Represents an API key used for authenticating requests to Meilisearch. Each key has specific permissions defined by its actions and can be scoped to particular indexes. Keys provide fine-grained access control for your Meilisearch instance.

key
string
required

The actual API key string to use in the Authorization: Bearer <key> header when making requests to Meilisearch. Keep this value secret and never expose it in client-side code.

uid
string<uuid>
required

The unique identifier (UUID) for this API key.

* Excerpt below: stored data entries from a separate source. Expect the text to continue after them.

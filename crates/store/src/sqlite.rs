//! SQLite backend — the production default.
//!
//! One database file, four tables: `organizations`, `profiles`,
//! `chat_sessions`, `chat_messages`. Structured card fields
//! (specializations, stats, case studies, honors) are stored as JSON text.

use async_trait::async_trait;
use chrono::{DateTime, Utc};
use sqlx::sqlite::{SqliteConnectOptions, SqliteJournalMode, SqlitePoolOptions, SqliteSynchronous};
use sqlx::{Row, SqlitePool};
use std::str::FromStr;
use tracing::{debug, info};

use namecard_core::error::StoreError;
use namecard_core::message::{ChatMessage, ChatSession, Role};
use namecard_core::profile::{Organization, Profile, ProfileStats, ProfileStatus};
use namecard_core::store::CardStore;

/// A persistent SQLite-backed card store.
pub struct SqliteStore {
    pool: SqlitePool,
}

impl SqliteStore {
    /// Open (or create) the database at `path` and run migrations.
    pub async fn new(path: &str) -> Result<Self, StoreError> {
        let options = SqliteConnectOptions::from_str(path)
            .map_err(|e| StoreError::Storage(format!("Invalid SQLite path: {e}")))?
            .create_if_missing(true)
            .journal_mode(SqliteJournalMode::Wal)
            .synchronous(SqliteSynchronous::Normal)
            .pragma("foreign_keys", "ON");

        let pool = SqlitePoolOptions::new()
            .max_connections(4)
            .connect_with(options)
            .await
            .map_err(|e| StoreError::Storage(format!("Failed to open SQLite: {e}")))?;

        let store = Self { pool };
        store.run_migrations().await?;
        info!("SQLite card store initialized at {path}");
        Ok(store)
    }

    async fn run_migrations(&self) -> Result<(), StoreError> {
        sqlx::query(
            r#"
            CREATE TABLE IF NOT EXISTS organizations (
                id            INTEGER PRIMARY KEY AUTOINCREMENT,
                name          TEXT NOT NULL,
                admin_user_id INTEGER NOT NULL,
                invite_token  TEXT UNIQUE NOT NULL,
                created_at    TEXT NOT NULL
            )
            "#,
        )
        .execute(&self.pool)
        .await
        .map_err(|e| StoreError::Storage(format!("organizations table: {e}")))?;

        sqlx::query(
            r#"
            CREATE TABLE IF NOT EXISTS profiles (
                id              INTEGER PRIMARY KEY AUTOINCREMENT,
                slug            TEXT UNIQUE NOT NULL,
                full_name       TEXT NOT NULL,
                title           TEXT NOT NULL,
                company         TEXT,
                department      TEXT,
                bio             TEXT,
                specializations TEXT NOT NULL DEFAULT '[]',
                stats           TEXT NOT NULL DEFAULT '{}',
                phone           TEXT,
                email           TEXT,
                location        TEXT,
                avatar_url      TEXT,
                status          TEXT NOT NULL DEFAULT 'pending',
                organization_id INTEGER REFERENCES organizations(id),
                case_studies    TEXT NOT NULL DEFAULT '[]',
                honors          TEXT NOT NULL DEFAULT '[]',
                created_at      TEXT NOT NULL
            )
            "#,
        )
        .execute(&self.pool)
        .await
        .map_err(|e| StoreError::Storage(format!("profiles table: {e}")))?;

        sqlx::query(
            r#"
            CREATE TABLE IF NOT EXISTS chat_sessions (
                id         INTEGER PRIMARY KEY AUTOINCREMENT,
                profile_id INTEGER NOT NULL REFERENCES profiles(id),
                created_at TEXT NOT NULL
            )
            "#,
        )
        .execute(&self.pool)
        .await
        .map_err(|e| StoreError::Storage(format!("chat_sessions table: {e}")))?;

        sqlx::query(
            r#"
            CREATE TABLE IF NOT EXISTS chat_messages (
                id         INTEGER PRIMARY KEY AUTOINCREMENT,
                session_id INTEGER NOT NULL REFERENCES chat_sessions(id),
                role       TEXT NOT NULL,
                content    TEXT NOT NULL,
                created_at TEXT NOT NULL
            )
            "#,
        )
        .execute(&self.pool)
        .await
        .map_err(|e| StoreError::Storage(format!("chat_messages table: {e}")))?;

        sqlx::query(
            "CREATE INDEX IF NOT EXISTS idx_chat_messages_session ON chat_messages(session_id)",
        )
        .execute(&self.pool)
        .await
        .map_err(|e| StoreError::Storage(format!("chat_messages index: {e}")))?;

        Ok(())
    }

    fn row_to_organization(row: &sqlx::sqlite::SqliteRow) -> Result<Organization, StoreError> {
        Ok(Organization {
            id: column(row, "id")?,
            name: column(row, "name")?,
            admin_user_id: column(row, "admin_user_id")?,
            invite_token: column(row, "invite_token")?,
            created_at: parse_timestamp(&column::<String>(row, "created_at")?),
        })
    }

    fn row_to_profile(row: &sqlx::sqlite::SqliteRow) -> Result<Profile, StoreError> {
        let specializations: Vec<String> =
            serde_json::from_str(&column::<String>(row, "specializations")?).unwrap_or_default();
        let stats: ProfileStats =
            serde_json::from_str(&column::<String>(row, "stats")?).unwrap_or_default();
        let case_studies =
            serde_json::from_str(&column::<String>(row, "case_studies")?).unwrap_or_default();
        let honors = serde_json::from_str(&column::<String>(row, "honors")?).unwrap_or_default();
        let status = ProfileStatus::parse(&column::<String>(row, "status")?)
            .unwrap_or(ProfileStatus::Pending);

        Ok(Profile {
            id: column(row, "id")?,
            slug: column(row, "slug")?,
            full_name: column(row, "full_name")?,
            title: column(row, "title")?,
            company: column(row, "company")?,
            department: column(row, "department")?,
            bio: column(row, "bio")?,
            specializations,
            stats,
            phone: column(row, "phone")?,
            email: column(row, "email")?,
            location: column(row, "location")?,
            avatar_url: column(row, "avatar_url")?,
            status,
            organization_id: column(row, "organization_id")?,
            case_studies,
            honors,
            created_at: parse_timestamp(&column::<String>(row, "created_at")?),
        })
    }

    fn row_to_session(row: &sqlx::sqlite::SqliteRow) -> Result<ChatSession, StoreError> {
        Ok(ChatSession {
            id: column(row, "id")?,
            profile_id: column(row, "profile_id")?,
            created_at: parse_timestamp(&column::<String>(row, "created_at")?),
        })
    }

    fn row_to_message(row: &sqlx::sqlite::SqliteRow) -> Result<ChatMessage, StoreError> {
        let role = Role::parse(&column::<String>(row, "role")?).unwrap_or(Role::User);
        Ok(ChatMessage {
            id: column(row, "id")?,
            session_id: column(row, "session_id")?,
            role,
            content: column(row, "content")?,
            created_at: parse_timestamp(&column::<String>(row, "created_at")?),
        })
    }
}

fn column<'r, T: sqlx::Decode<'r, sqlx::Sqlite> + sqlx::Type<sqlx::Sqlite>>(
    row: &'r sqlx::sqlite::SqliteRow,
    name: &str,
) -> Result<T, StoreError> {
    row.try_get(name)
        .map_err(|e| StoreError::Storage(format!("{name} column: {e}")))
}

fn parse_timestamp(raw: &str) -> DateTime<Utc> {
    DateTime::parse_from_rfc3339(raw)
        .map(|dt| dt.with_timezone(&Utc))
        .unwrap_or_else(|_| Utc::now())
}

#[async_trait]
impl CardStore for SqliteStore {
    fn name(&self) -> &str {
        "sqlite"
    }

    async fn insert_organization(&self, mut org: Organization) -> Result<Organization, StoreError> {
        let result = sqlx::query(
            r#"
            INSERT INTO organizations (name, admin_user_id, invite_token, created_at)
            VALUES (?1, ?2, ?3, ?4)
            "#,
        )
        .bind(&org.name)
        .bind(org.admin_user_id)
        .bind(&org.invite_token)
        .bind(org.created_at.to_rfc3339())
        .execute(&self.pool)
        .await
        .map_err(|e| StoreError::Storage(format!("INSERT organization: {e}")))?;

        org.id = result.last_insert_rowid();
        debug!(id = org.id, name = %org.name, "Inserted organization");
        Ok(org)
    }

    async fn insert_profile(&self, mut profile: Profile) -> Result<Profile, StoreError> {
        let specializations = serde_json::to_string(&profile.specializations)
            .map_err(|e| StoreError::Storage(format!("specializations serialization: {e}")))?;
        let stats = serde_json::to_string(&profile.stats)
            .map_err(|e| StoreError::Storage(format!("stats serialization: {e}")))?;
        let case_studies = serde_json::to_string(&profile.case_studies)
            .map_err(|e| StoreError::Storage(format!("case_studies serialization: {e}")))?;
        let honors = serde_json::to_string(&profile.honors)
            .map_err(|e| StoreError::Storage(format!("honors serialization: {e}")))?;

        let result = sqlx::query(
            r#"
            INSERT INTO profiles (
                slug, full_name, title, company, department, bio,
                specializations, stats, phone, email, location, avatar_url,
                status, organization_id, case_studies, honors, created_at
            )
            VALUES (?1, ?2, ?3, ?4, ?5, ?6, ?7, ?8, ?9, ?10, ?11, ?12, ?13, ?14, ?15, ?16, ?17)
            "#,
        )
        .bind(&profile.slug)
        .bind(&profile.full_name)
        .bind(&profile.title)
        .bind(&profile.company)
        .bind(&profile.department)
        .bind(&profile.bio)
        .bind(&specializations)
        .bind(&stats)
        .bind(&profile.phone)
        .bind(&profile.email)
        .bind(&profile.location)
        .bind(&profile.avatar_url)
        .bind(profile.status.as_str())
        .bind(profile.organization_id)
        .bind(&case_studies)
        .bind(&honors)
        .bind(profile.created_at.to_rfc3339())
        .execute(&self.pool)
        .await
        .map_err(|e| StoreError::Storage(format!("INSERT profile: {e}")))?;

        profile.id = result.last_insert_rowid();
        debug!(id = profile.id, name = %profile.full_name, "Inserted profile");
        Ok(profile)
    }

    async fn profile(&self, id: i64) -> Result<Option<Profile>, StoreError> {
        let row = sqlx::query("SELECT * FROM profiles WHERE id = ?1")
            .bind(id)
            .fetch_optional(&self.pool)
            .await
            .map_err(|e| StoreError::Storage(format!("SELECT profile: {e}")))?;
        row.as_ref().map(Self::row_to_profile).transpose()
    }

    async fn organization(&self, id: i64) -> Result<Option<Organization>, StoreError> {
        let row = sqlx::query("SELECT * FROM organizations WHERE id = ?1")
            .bind(id)
            .fetch_optional(&self.pool)
            .await
            .map_err(|e| StoreError::Storage(format!("SELECT organization: {e}")))?;
        row.as_ref().map(Self::row_to_organization).transpose()
    }

    async fn approved_members(&self, organization_id: i64) -> Result<Vec<Profile>, StoreError> {
        let rows = sqlx::query(
            "SELECT * FROM profiles WHERE organization_id = ?1 AND status = 'approved' ORDER BY id",
        )
        .bind(organization_id)
        .fetch_all(&self.pool)
        .await
        .map_err(|e| StoreError::Storage(format!("SELECT members: {e}")))?;
        rows.iter().map(Self::row_to_profile).collect()
    }

    async fn create_session(&self, profile_id: i64) -> Result<ChatSession, StoreError> {
        if self.profile(profile_id).await?.is_none() {
            return Err(StoreError::ProfileNotFound(profile_id));
        }

        let created_at = Utc::now();
        let result = sqlx::query(
            "INSERT INTO chat_sessions (profile_id, created_at) VALUES (?1, ?2)",
        )
        .bind(profile_id)
        .bind(created_at.to_rfc3339())
        .execute(&self.pool)
        .await
        .map_err(|e| StoreError::Storage(format!("INSERT session: {e}")))?;

        Ok(ChatSession {
            id: result.last_insert_rowid(),
            profile_id,
            created_at,
        })
    }

    async fn session(&self, id: i64) -> Result<Option<ChatSession>, StoreError> {
        let row = sqlx::query("SELECT * FROM chat_sessions WHERE id = ?1")
            .bind(id)
            .fetch_optional(&self.pool)
            .await
            .map_err(|e| StoreError::Storage(format!("SELECT session: {e}")))?;
        row.as_ref().map(Self::row_to_session).transpose()
    }

    async fn recent_messages(
        &self,
        session_id: i64,
        limit: usize,
    ) -> Result<Vec<ChatMessage>, StoreError> {
        // Take the newest `limit` rows, then flip back to oldest-first.
        let rows = sqlx::query(
            r#"
            SELECT * FROM (
                SELECT * FROM chat_messages WHERE session_id = ?1 ORDER BY id DESC LIMIT ?2
            ) ORDER BY id ASC
            "#,
        )
        .bind(session_id)
        .bind(limit as i64)
        .fetch_all(&self.pool)
        .await
        .map_err(|e| StoreError::Storage(format!("SELECT messages: {e}")))?;
        rows.iter().map(Self::row_to_message).collect()
    }

    async fn append_message(
        &self,
        session_id: i64,
        role: Role,
        content: &str,
    ) -> Result<ChatMessage, StoreError> {
        if self.session(session_id).await?.is_none() {
            return Err(StoreError::SessionNotFound(session_id));
        }

        let created_at = Utc::now();
        let result = sqlx::query(
            "INSERT INTO chat_messages (session_id, role, content, created_at) VALUES (?1, ?2, ?3, ?4)",
        )
        .bind(session_id)
        .bind(role.as_str())
        .bind(content)
        .bind(created_at.to_rfc3339())
        .execute(&self.pool)
        .await
        .map_err(|e| StoreError::Storage(format!("INSERT message: {e}")))?;

        Ok(ChatMessage {
            id: result.last_insert_rowid(),
            session_id,
            role,
            content: content.into(),
            created_at,
        })
    }
}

Use this to update or delete the key. The UID remains constant even if the key's name or description changes.

actions
enum<string>[]
required

The list of actions (permissions) this key is allowed to perform. Examples include documents.add, search, indexes.create, settings.update, etc. Use * to grant all permissions.

Available options:
*,
search,
documents.*,
documents.add,
documents.get,
documents.delete,
indexes.*,
indexes.create,
indexes.get,
indexes.update,
indexes.delete,
indexes.swap,
tasks.*,
tasks.cancel,
tasks.delete,
tasks.get,
settings.*,
settings.get,
settings.update,
stats.*,
stats.get,
metrics.*,
metrics.get,
dumps.*,
dumps.create,
snapshots.*,
snapshots.create,
version,
keys.create,
keys.get,
keys.update,
keys.delete,
experimental.get,
experimental.update,
export,
network.get,
network.update,
chatCompletions,
chats.*,
chats.get,
chats.delete,
chatsSettings.*,
chatsSettings.get,
chatsSettings.update,
*.get,
webhooks.get,
webhooks.update,
webhooks.delete,
webhooks.create,
webhooks.*,
indexes.compact,
fields.post
indexes
string[]
required

The list of index UIDs this key can access. Use * to grant access to all indexes, including future ones. Patterns are also supported, e.g., movies_* matches any index starting with "movies_".

createdAt
string<date-time>
required

The date and time when this API key was created, formatted as an RFC 3339 date-time string. This is automatically set by Meilisearch and cannot be modified.

updatedAt
string<date-time>
required

The date and time when this API key was last modified, formatted as an RFC 3339 date-time string. This is automatically updated by Meilisearch when the key's name or description changes.

name
string | null

A human-readable name for the API key. Use this to identify the purpose of each key, such as "Frontend Search Key" or "Admin Key for CI/CD". This is optional and can be null.

description
string | null

A longer description explaining the purpose or usage of this API key. Useful for documenting why the key was created and how it should be used. This is optional and can be null.

expiresAt
string<date-time> | null

The expiration date and time of the key in RFC 3339 format. After this time, the key will no longer be valid for authentication. Set to null for keys that never expire.